It is difference between Total Govt Expenditure and total receipts excluding borrowings
Hence, in this case
We take total expenditure (both Revenue and Capital)
We take total Receipts (both Revenue and capital) but we do not include Capital Receipts which create debt (loan)
Capital Receipts normally include following:
Recovery of loan given by Central Govt to State govt etc
Sale Proceeds from Disinvestment (Amt Received from sale of shares of PSU)
Loan taken by Central Govt (from RBI, Outside country, Public)
In this case, first 2 are called Non Debt Creating Capital Receipts
(We take them while calculating Fiscal Deficit)
And last one is called Debt Creating Capital Receipt
(We exclude it while calculating Fiscal Deficit)
‘The fiscal deficit gives the borrowing requirement of the government’.
Fiscal Deficit is the difference between Govt Total Expenditure and total receipts excluding borrowings
That is, when total government expenditure is greater that total government receipts, the government faces fiscal deficit.
Fiscal Deficit = Total Expenditure - Total Receipts(Borrowings excluded)
Fiscal Deficit = Total Expenditure (revenue + capital) − Total Receipts (excluding borrowings).
It gives an indication to the government about the total borrowing requirements from all sources.
Greater fiscal deficit implies greater borrowings by the government.
Give the relationship between the revenue deficit and the fiscal deficit.View Answer
- Fiscal Deficit is the difference between Govt Total Expenditure and total receipts excluding borrowings
- Revenue Deficit is excess of Revenue expenditure over Revenue Receipts
- Fiscal Deficit is a broad term and includes Revenue Deficit.
In the following questions, select the correct answers:
Borrowings are equivalent to:
- Revenue Deficit
- Fiscal Deficit
- Primary Deficit
- None of these
B. Fiscal Deficit
In a government budget, revenue deficit is Rs50,000 crores and borrowings are Rs75,000 crores.

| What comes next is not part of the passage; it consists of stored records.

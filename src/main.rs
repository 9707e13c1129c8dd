//! SocialPulse node
//!
//! Wires the presence channel, event bus, notification gateway, and the
//! background worker into one process and runs until Ctrl+C or SIGTERM.

use std::sync::Arc;

use tokio::sync::{mpsc, watch};
use tracing_subscriber::{EnvFilter, fmt};

use pulse_core::config::AppConfig;
use pulse_core::error::AppError;
use pulse_core::traits::TokenBackend;
use pulse_core::types::{InboundMessage, PermissionState};
use pulse_realtime::notification::{HttpTokenBackend, MemoryPushService, MemoryTokenBackend};
use pulse_realtime::presence::MemoryPresenceStore;
use pulse_realtime::{EventBus, NotificationGateway, PresenceChannel};
use pulse_worker::{BackgroundNotificationHandler, BackgroundWorker, LogRenderer};

/// Token issued by the in-process push service.
const LOCAL_DEVICE_TOKEN: &str = "local-device";

#[tokio::main]
async fn main() {
    let config = match load_configuration() {
        Ok(c) => c,
        Err(e) => {
            eprintln!("Failed to load configuration: {}", e);
            std::process::exit(1);
        }
    };

    init_logging(&config);

    if let Err(e) = run(config).await {
        tracing::error!("Node error: {}", e);
        std::process::exit(1);
    }
}

/// Load configuration from `config/` and the environment
fn load_configuration() -> Result<AppConfig, AppError> {
    let env = std::env::var("PULSE_ENV").unwrap_or_else(|_| "development".to_string());
    AppConfig::load(&env)
}

/// Initialize tracing/logging
fn init_logging(config: &AppConfig) {
    let filter =
        EnvFilter::try_from_default_env().unwrap_or_else(|_| EnvFilter::new(&config.logging.level));

    match config.logging.format.as_str() {
        "json" => {
            fmt()
                .json()
                .with_env_filter(filter)
                .with_target(true)
                .with_thread_ids(true)
                .init();
        }
        _ => {
            fmt()
                .pretty()
                .with_env_filter(filter)
                .with_target(true)
                .init();
        }
    }
}

/// Main run function
async fn run(config: AppConfig) -> Result<(), AppError> {
    tracing::info!("Starting SocialPulse node v{}", env!("CARGO_PKG_VERSION"));

    let (shutdown_tx, shutdown_rx) = watch::channel(false);
    let bus = Arc::new(EventBus::new());

    // ── Presence ─────────────────────────────────────────────────
    // Consumers call `track`/`untrack` on this channel; the node itself
    // tracks nobody and only releases what is left at shutdown.
    let presence_store = Arc::new(MemoryPresenceStore::new());
    let presence = PresenceChannel::new(presence_store, config.presence.clone());
    tracing::info!(
        "Presence channel ready (key prefix '{}')",
        config.presence.key_prefix
    );

    // ── Notification gateway ─────────────────────────────────────
    let backend: Arc<dyn TokenBackend> = match &config.notifications.backend_url {
        Some(url) => {
            tracing::info!("Registering device tokens with '{}'", url);
            Arc::new(HttpTokenBackend::new(url.clone()))
        }
        None => {
            tracing::info!("No backend_url configured, keeping device tokens in memory");
            Arc::new(MemoryTokenBackend::new())
        }
    };
    let push = Arc::new(MemoryPushService::new(
        PermissionState::Granted,
        LOCAL_DEVICE_TOKEN,
    ));
    let gateway = Arc::new(NotificationGateway::new(
        push,
        backend,
        Arc::clone(&bus),
        config.notifications.clone(),
    ));

    // Foreground subscriber: log what a UI would render.
    let foreground_log = bus.subscribe_scoped(gateway.event_name(), |payload| {
        match InboundMessage::from_value(payload) {
            Ok(message) => {
                tracing::info!("Foreground notification '{}': {}", message.title, message.body)
            }
            Err(e) => tracing::warn!("Foreground notification with unexpected payload: {}", e),
        }
    });

    let token_events = gateway.spawn_token_events();
    let initial = gateway.start().await;
    tracing::info!("Notification permission at start: {}", initial.as_str());
    let token_refresh = gateway.spawn_token_refresh();

    let prompt_gateway = Arc::clone(&gateway);
    let prompt = tokio::spawn(async move {
        let mut gate = prompt_gateway.prompt_gate();
        if gate.wait().await {
            let state = prompt_gateway.request_permission().await;
            tracing::info!("Permission prompt answered: {}", state.as_str());
        }
    });

    // The platform's foreground and background delivery callbacks push raw
    // payloads into `foreground_tx` and `background_tx`. The in-process push
    // service has no delivery source, so both stay idle until shutdown.
    let (foreground_tx, foreground_rx) = mpsc::channel(config.worker.queue_capacity.max(1));
    let foreground_gateway = Arc::clone(&gateway);
    let foreground = tokio::spawn(async move {
        foreground_gateway.run_foreground(foreground_rx).await;
    });

    // ── Background worker ────────────────────────────────────────
    let handler = Arc::new(BackgroundNotificationHandler::new(
        Arc::new(LogRenderer),
        config.worker.clone(),
    ));
    let worker = BackgroundWorker::new(handler);
    let (background_tx, background_rx) = BackgroundWorker::queue(&config.worker);
    let worker_shutdown = shutdown_rx.clone();
    let worker_task = tokio::spawn(async move { worker.run(background_rx, worker_shutdown).await });

    tracing::info!("SocialPulse node running");

    // ── Graceful shutdown ────────────────────────────────────────
    shutdown_signal().await;
    tracing::info!("Shutdown signal received, starting graceful shutdown...");
    let _ = shutdown_tx.send(true);

    gateway.shutdown();
    prompt.abort();
    drop(foreground_tx);
    drop(background_tx);
    foreground_log.release();

    let released = presence.untrack_all().await;
    tracing::info!("Released {} presence subscription(s)", released);

    let _ = foreground.await;
    let _ = token_events.await;
    if let Some(task) = token_refresh {
        let _ = task.await;
    }
    match worker_task.await {
        Ok(handled) => tracing::info!("Background worker handled {} deliveries", handled),
        Err(e) => tracing::warn!("Background worker task failed: {}", e),
    }

    tracing::info!("SocialPulse node shut down complete");
    Ok(())
}

/// Wait for shutdown signal (Ctrl+C or SIGTERM)
async fn shutdown_signal() {
    let ctrl_c = async {
        if let Err(e) = tokio::signal::ctrl_c().await {
            tracing::error!("Failed to listen for Ctrl+C: {}", e);
            std::future::pending::<()>().await;
        }
    };

    #[cfg(unix)]
    let terminate = async {
        match tokio::signal::unix::signal(tokio::signal::unix::SignalKind::terminate()) {
            Ok(mut signal) => {
                signal.recv().await;
            }
            Err(e) => {
                tracing::error!("Failed to install SIGTERM handler: {}", e);
                std::future::pending::<()>().await;
            }
        }
    };

    #[cfg(not(unix))]
    let terminate = std::future::pending::<()>();

    tokio::select! {
        _ = ctrl_c => {},
        _ = terminate => {},
    }
}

The fiscal deficit will be:
- Rs25,000 crores
- Rs 75,000 crores
- Rs 1,25,000 crores
- Rs 50,000 crores
B. Rs 75,000 crores
Fiscal Deficit is equal to borrowings.
Which of the following statement is not true for fiscal deficit?
A. fiscal deficit:
- represents the borrowings of the government
- is the difference between total expenditure and total receipts of the government
- is the difference between total expenditure and total receipts other than borrowings
- increases the future liability of the government
B. is the difference between total expenditure and total receipts of the government
Fiscal deficit is the difference between total expenditure and total receipts other than borrowings and not just total receipts.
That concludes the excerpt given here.